Stefano Manservisi, head of the European Commission’s Directorate General for Home Affairs, and Avet Adonts, the Armenian ambassador to the EU, also initialed a separate “readmission” agreement in Brussels. It obligates Yerevan to help EU immigration authorities quickly expedite the repatriation of Armenian illegal immigrants.
The agreements were announced after three rounds of negotiations between Armenian and EU officials that opened in Yerevan in February.
The visa accord is meant to give Armenian travelers access to the so-called Schengen zone encompassing much of Europe with fewer documents and at a lower cost. Also, some categories of the population such as university students, academics and state officials would be eligible for long-term and multiple-entry Schengen visas.

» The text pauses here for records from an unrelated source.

//! 进度跟踪器
//!
//! 把内存集合、本地状态文件、远程缓存、状态台账四层组合成两个操作：
//! - `should_skip`: 候选任务是否可以跳过
//! - `record_outcome`: 上报任务结果并传播到所有可达的层
//!
//! ## 跳过判定（按顺序，首个命中生效）
//!
//! 1. 本次运行中因重试次数超限而永久跳过的键
//! 2. 内存已完成集合
//! 3. 本地状态文件（命中后提升到内存）
//! 4. 远程缓存报告 `completed`（命中后提升到内存）
//! 5. 台账：已完成则跳过；失败且重试次数达到上限则跳过并记入永久跳过集合
//!
//! 无法推导状态键的任务永远不跳过。
//!
//! ## 结果传播
//!
//! - 完成：先写台账，成功后写远程缓存与内存集合；新完成键批量刷写到本地状态文件
//! - 失败 / 处理中：只写台账，失败状态永远不进入快速跳过路径

use std::future::Future;
use std::io;
use std::sync::Arc;
use std::time::Duration;

use dashmap::DashSet;
use parking_lot::Mutex;
use tokio::sync::broadcast;
use tracing::{debug, error, info, warn};

use crate::config::{AppConfig, TrackerConfig};

use super::error::{TierError, TrackerError};
use super::ledger::StatusLedger;
use super::ledger_db::SqliteLedger;
use super::local_state::LocalStateStore;
use super::remote_cache::{RedisStatusCache, RemoteStatusCache};
use super::task::{derive_task, CrawlTask};
use super::types::{Outcome, RetryUpdate, StatusKey, TaskStatus};

/// 跟踪器运行时统计
#[derive(Debug, Clone, Copy, PartialEq, Eq)]
pub struct TrackerStats {
    /// 内存中的已完成键数
    pub memory_completed: usize,
    /// 本次运行中因重试超限被永久跳过的键数
    pub retry_limited: usize,
    /// 尚未刷写到本地状态文件的新完成键数
    pub pending_flush: usize,
    /// 远程缓存是否可用
    pub remote_enabled: bool,
}

/// 进度跟踪器
///
/// 由所有工作任务共享（通常包在 `Arc` 中），所有方法都只需要 `&self`
pub struct ProgressTracker {
    config: TrackerConfig,

    /// 本地状态文件
    local: Arc<LocalStateStore>,

    /// 远程缓存，`None` 表示降级为仅本地模式
    remote: Option<Arc<dyn RemoteStatusCache>>,

    /// 状态台账
    ledger: Arc<dyn StatusLedger>,

    /// 内存已完成集合
    memory: DashSet<StatusKey>,

    /// 本次运行中因重试超限而永久跳过的键
    retry_limited: DashSet<StatusKey>,

    /// 等待刷写到本地状态文件的新完成键
    pending_flush: Arc<Mutex<Vec<StatusKey>>>,

    /// 后台刷写任务句柄
    flush_task: Mutex<Option<tokio::task::JoinHandle<()>>>,

    /// shutdown 信号发送端
    shutdown_tx: broadcast::Sender<()>,
}

impl std::fmt::Debug for ProgressTracker {
    fn fmt(&self, f: &mut std::fmt::Formatter<'_>) -> std::fmt::Result {
        f.debug_struct("ProgressTracker")
            .field("max_retry_count", &self.config.max_retry_count)
            .field("local", &self.local)
            .field("remote_enabled", &self.remote.is_some())
            .field("memory_completed", &self.memory.len())
            .field("retry_limited", &self.retry_limited.len())
            .finish_non_exhaustive()
    }
}

impl ProgressTracker {
    /// 由已构造的各层组装跟踪器
    pub fn new(
        config: TrackerConfig,
        local: LocalStateStore,
        remote: Option<Arc<dyn RemoteStatusCache>>,
        ledger: Arc<dyn StatusLedger>,
    ) -> Self {
        let (shutdown_tx, _) = broadcast::channel(1);

        Self {
            config,
            local: Arc::new(local),
            remote,
            ledger,
            memory: DashSet::new(),
            retry_limited: DashSet::new(),
            pending_flush: Arc::new(Mutex::new(Vec::new())),
            flush_task: Mutex::new(None),
            shutdown_tx,
        }
    }

    /// 按配置连接 SQLite 台账与 Redis 缓存，完成预热并启动后台刷写
    ///
    /// Redis 不可用时以仅本地模式运行；台账不可用时在后续操作中自动重连
    pub async fn open(app_config: &AppConfig) -> Arc<Self> {
        let tracker = Arc::new(Self::connect(app_config).await);

        tracker.initialize().await;
        tracker.start();
        tracker
    }

    /// 只读诊断用：连接各层并加载本地状态文件
    ///
    /// 不做台账预热、不启动后台刷写，结束时用 [`close`](Self::close) 释放连接，
    /// 整个过程不写入任何存储层
    pub async fn open_read_only(app_config: &AppConfig) -> Self {
        let tracker = Self::connect(app_config).await;
        tracker.local.load();
        tracker
    }

    async fn connect(app_config: &AppConfig) -> Self {
        let ledger: Arc<dyn StatusLedger> = Arc::new(SqliteLedger::new(
            &app_config.ledger.db_path,
            app_config.ledger_busy_timeout(),
        ));

        let remote: Option<Arc<dyn RemoteStatusCache>> = if app_config.redis.enabled {
            match RedisStatusCache::connect(
                &app_config.redis.url,
                app_config.redis.ttl(),
                app_config.redis.connect_timeout(),
            )
            .await
            {
                Ok(cache) => Some(Arc::new(cache) as Arc<dyn RemoteStatusCache>),
                Err(e) => {
                    warn!("Redis 连接失败，将禁用远程缓存: {}", e);
                    None
                }
            }
        } else {
            info!("远程缓存已在配置中禁用");
            None
        };

        let local = LocalStateStore::new(&app_config.tracker.state_file);
        Self::new(app_config.tracker.clone(), local, remote, ledger)
    }

    pub fn config(&self) -> &TrackerConfig {
        &self.config
    }

    pub fn local_store(&self) -> &LocalStateStore {
        &self.local
    }

    // ========================================================================
    // 启动和关闭
    // ========================================================================

    /// 加载本地状态文件并从台账预热已完成集合
    ///
    /// 预热失败只记录日志，跟踪器继续使用已加载的本地状态
    pub async fn initialize(&self) {
        self.local.load();
        for key in self.local.snapshot() {
            self.memory.insert(key);
        }

        match self.bounded(self.ledger.query_all_completed()).await {
            Ok(keys) => {
                self.local.extend(&keys);
                let count = keys.len();
                for key in keys {
                    self.memory.insert(key);
                }

                if let Err(e) = self.local.save() {
                    error!("预热后保存本地状态文件失败: {}", e);
                }
                info!(
                    "进度预热完成: 台账 {} 个已完成键, 内存共 {} 个",
                    count,
                    self.memory.len()
                );
            }
            Err(e) => {
                warn!(
                    "从台账预热失败，继续使用本地状态 ({} 个已完成键): {}",
                    self.memory.len(),
                    e
                );
            }
        }
    }

    /// 启动后台刷写任务
    ///
    /// 定期把新完成的键刷写到本地状态文件；刷写间隔为 0 时不启动
    pub fn start(&self) {
        let Some(interval) = self.config.local_flush_interval() else {
            debug!("本地状态后台刷写已禁用，仅在关闭时刷写");
            return;
        };

        let mut flush_task = self.flush_task.lock();
        if flush_task.is_some() {
            warn!("后台刷写任务已在运行");
            return;
        }

        let local = Arc::clone(&self.local);
        let pending = Arc::clone(&self.pending_flush);
        let shutdown_rx = self.shutdown_tx.subscribe();

        *flush_task = Some(tokio::spawn(async move {
            local_flush_loop(local, pending, interval, shutdown_rx).await;
        }));

        info!("后台刷写任务已启动，刷写间隔: {}s", interval.as_secs());
    }

    /// 关闭跟踪器
    ///
    /// 停止后台刷写，把内存已完成集合并入本地状态文件并保存，然后释放台账与远程缓存连接。
    /// 本地保存失败时仍会释放连接，并把错误返回给调用方
    pub async fn shutdown(&self) -> Result<(), TrackerError> {
        info!("正在关闭进度跟踪器...");

        let _ = self.shutdown_tx.send(());

        let handle = self.flush_task.lock().take();
        if let Some(handle) = handle {
            match handle.await {
                Ok(_) => info!("后台刷写任务已正常退出"),
                Err(e) => error!("后台刷写任务异常退出: {}", e),
            }
        }

        let mut keys = std::mem::take(&mut *self.pending_flush.lock());
        keys.extend(self.memory.iter().map(|entry| entry.key().clone()));
        self.local.extend(&keys);
        let saved = self.local.save();

        self.close().await;

        match saved {
            Ok(()) => {
                info!("进度跟踪器已关闭，本地状态 {} 个已完成键", self.local.len());
                Ok(())
            }
            Err(e) => {
                error!("关闭时保存本地状态文件失败: {}", e);
                Err(TrackerError::LocalPersist(e))
            }
        }
    }

    /// 释放台账与远程缓存连接，不保存本地状态
    pub async fn close(&self) {
        self.ledger.close().await;
        if let Some(remote) = &self.remote {
            remote.close().await;
        }
    }

    // ========================================================================
    // 跳过判定
    // ========================================================================

    /// 判断 (爬虫, URL) 对应的任务是否可以跳过
    ///
    /// 无法推导状态键的 URL 一律执行
    pub async fn should_skip(&self, spider_name: &str, url: &str) -> bool {
        match derive_task(spider_name, url) {
            Some(task) => self.should_skip_task(&task).await,
            None => {
                debug!("无法推导状态键，始终执行: spider={}, url={}", spider_name, url);
                false
            }
        }
    }

    pub async fn should_skip_task(&self, task: &CrawlTask) -> bool {
        self.should_skip_key(&task.status_key()).await
    }

    pub async fn should_skip_key(&self, key: &StatusKey) -> bool {
        if self.retry_limited.contains(key) {
            debug!("重试超限，跳过: {}", key);
            return true;
        }

        if self.memory.contains(key) {
            debug!("内存命中，跳过: {}", key);
            return true;
        }

        if self.local.is_completed(key) {
            debug!("本地状态文件命中，跳过: {}", key);
            self.memory.insert(key.clone());
            return true;
        }

        if let Some(remote) = &self.remote {
            match self.bounded(remote.get(key)).await {
                Ok(Some(value)) if value == TaskStatus::Completed.as_str() => {
                    debug!("远程缓存命中，跳过: {}", key);
                    self.memory.insert(key.clone());
                    return true;
                }
                Ok(_) => {}
                Err(e) => debug!("远程缓存查询失败，视为未命中: {}, 错误: {}", key, e),
            }
        }

        match self.bounded(self.ledger.get_status(key)).await {
            Ok((TaskStatus::Completed, _)) => {
                debug!("台账已完成，跳过: {}", key);
                self.promote_completed(key);
                true
            }
            Ok((TaskStatus::Failed, retry_count)) if retry_count >= self.config.max_retry_count => {
                warn!(
                    "{} 重试次数超过限制 ({}/{})，跳过",
                    key, retry_count, self.config.max_retry_count
                );
                self.retry_limited.insert(key.clone());
                true
            }
            Ok(_) => false,
            Err(e) => {
                warn!("台账查询失败，继续执行: {}, 错误: {}", key, e);
                false
            }
        }
    }

    // ========================================================================
    // 结果传播
    // ========================================================================

    /// 上报任务结果
    ///
    /// 台账写入失败时不会更新任何缓存层：
    /// - 台账明确返回错误时为 [`TrackerError::LedgerWrite`]，写入未生效
    /// - 等待超时时为 [`TrackerError::OutcomeUnknown`]，写入可能已在后台生效
    pub async fn record_outcome(&self, key: &StatusKey, outcome: Outcome) -> Result<(), TrackerError> {
        let status = TaskStatus::from(outcome);

        self.bounded(self.ledger.upsert(key, status, RetryUpdate::Preserve))
            .await
            .map_err(|source| match source {
                TierError::Timeout(waited) => {
                    error!("写入台账超时，结果未知: {} -> {} ({:?})", key, status, waited);
                    TrackerError::OutcomeUnknown {
                        key: key.clone(),
                        waited,
                    }
                }
                source => {
                    error!("写入台账失败: {} -> {}, 错误: {}", key, status, source);
                    TrackerError::LedgerWrite {
                        key: key.clone(),
                        source,
                    }
                }
            })?;

        if outcome != Outcome::Completed {
            return Ok(());
        }

        if let Some(remote) = &self.remote {
            if let Err(e) = self.bounded(remote.set_completed(key)).await {
                warn!("写入远程缓存失败（忽略）: {}, 错误: {}", key, e);
            }
        }

        self.promote_completed(key);
        Ok(())
    }

    /// 诊断用：直接查询台账中的状态
    pub async fn status(&self, key: &StatusKey) -> Option<(TaskStatus, u32)> {
        self.bounded(self.ledger.get_status(key)).await.ok()
    }

    /// 立即把新完成的键刷写到本地状态文件，返回刷写的键数
    pub fn flush_local(&self) -> io::Result<usize> {
        flush_pending(&self.local, &self.pending_flush)
    }

    pub fn stats(&self) -> TrackerStats {
        TrackerStats {
            memory_completed: self.memory.len(),
            retry_limited: self.retry_limited.len(),
            pending_flush: self.pending_flush.lock().len(),
            remote_enabled: self.remote.is_some(),
        }
    }

    fn promote_completed(&self, key: &StatusKey) {
        if self.memory.insert(key.clone()) {
            self.pending_flush.lock().push(key.clone());
        }
    }

    /// 为台账 / 远程缓存调用加上超时，超时视为该层未命中
    async fn bounded<T, F>(&self, fut: F) -> Result<T, TierError>
    where
        F: Future<Output = Result<T, TierError>>,
    {
        let timeout: Duration = self.config.backend_timeout();
        match tokio::time::timeout(timeout, fut).await {
            Ok(result) => result,
            Err(_) => Err(TierError::Timeout(timeout)),
        }
    }
}

// ============================================================================
// 后台刷写循环
// ============================================================================

/// 本地状态刷写循环
///
/// 定期把新完成的键并入本地状态文件；收到关闭信号后退出，最终刷写由 `shutdown` 完成
async fn local_flush_loop(
    local: Arc<LocalStateStore>,
    pending: Arc<Mutex<Vec<StatusKey>>>,
    interval: Duration,
    mut shutdown_rx: broadcast::Receiver<()>,
) {
    let mut ticker = tokio::time::interval(interval);
    // 第一次 tick 立即返回
    ticker.tick().await;

    loop {
        tokio::select! {
            _ = ticker.tick() => {
                match flush_pending(&local, &pending) {
                    Ok(0) => {}
                    Ok(count) => debug!("本地状态刷写完成: {} 个新完成键", count),
                    Err(e) => error!("本地状态刷写失败: {}", e),
                }
            }
            _ = shutdown_rx.recv() => break,
        }
    }

    info!("本地状态刷写循环已退出");
}

/// 刷写待写入的键，失败时放回队列
fn flush_pending(local: &LocalStateStore, pending: &Mutex<Vec<StatusKey>>) -> io::Result<usize> {
    let keys = std::mem::take(&mut *pending.lock());
    if keys.is_empty() {
        return Ok(0);
    }

    local.extend(&keys);
    match local.save() {
        Ok(()) => Ok(keys.len()),
        Err(e) => {
            pending.lock().extend(keys);
            Err(e)
        }
    }
}

// ============================================================================
// 单元测试
// ============================================================================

Manservisi said this will bring Armenian and EU nationals “much closer to each other.” “In this sense, this is more than just an agreement,” he told RFE/RL’s Armenian service (Azatutyun.am) in Brussels. “This is a new level of mutual trust, opportunities and freedom.”
Adonts and a separate statement issued by the Armenian Foreign Ministry said Yerevan expects the agreements to be signed in December. The statement also said that they are due to “enter the ratification phase” in the first half of next year.
Manservisi was more cautious in that regard, citing “technical requirements” needed to complete the process. But he said the European Commission, the EU’s executive body, will put the agreements into practice as early as possible.
The EU official also confirmed that the deal paves the way for future visa-free travel of Armenians to EU countries.
Armenia unilaterally lifted its visa requirements for EU nationals two weeks ago. Starting from next year, they will be allowed to stay in the country visa-free for up to 90 days.
Armenian officials said this move should, among other things, encourage the EU not to link the entry into force of the more liberal visa regime with Armenia with the signing of a similar deal with Azerbaijan. The Azerbaijani government’s visa facilitation talks with Brussels are currently at a less advanced stage.
Visa facilitation will be a key element of an “association agreement” between the EU and Armenia, which is being negotiated by the two sides as part of the EU’s Eastern Partnership program. Another crucial component of that far-reaching agreement is the creation of the Deep and Comprehensive Free Trade Area (DCFTA). Yerevan’s separate talks with Brussels on the DCFTA began in June.
The Armenian government hopes that the entire association accord will be finalized before the end of next year.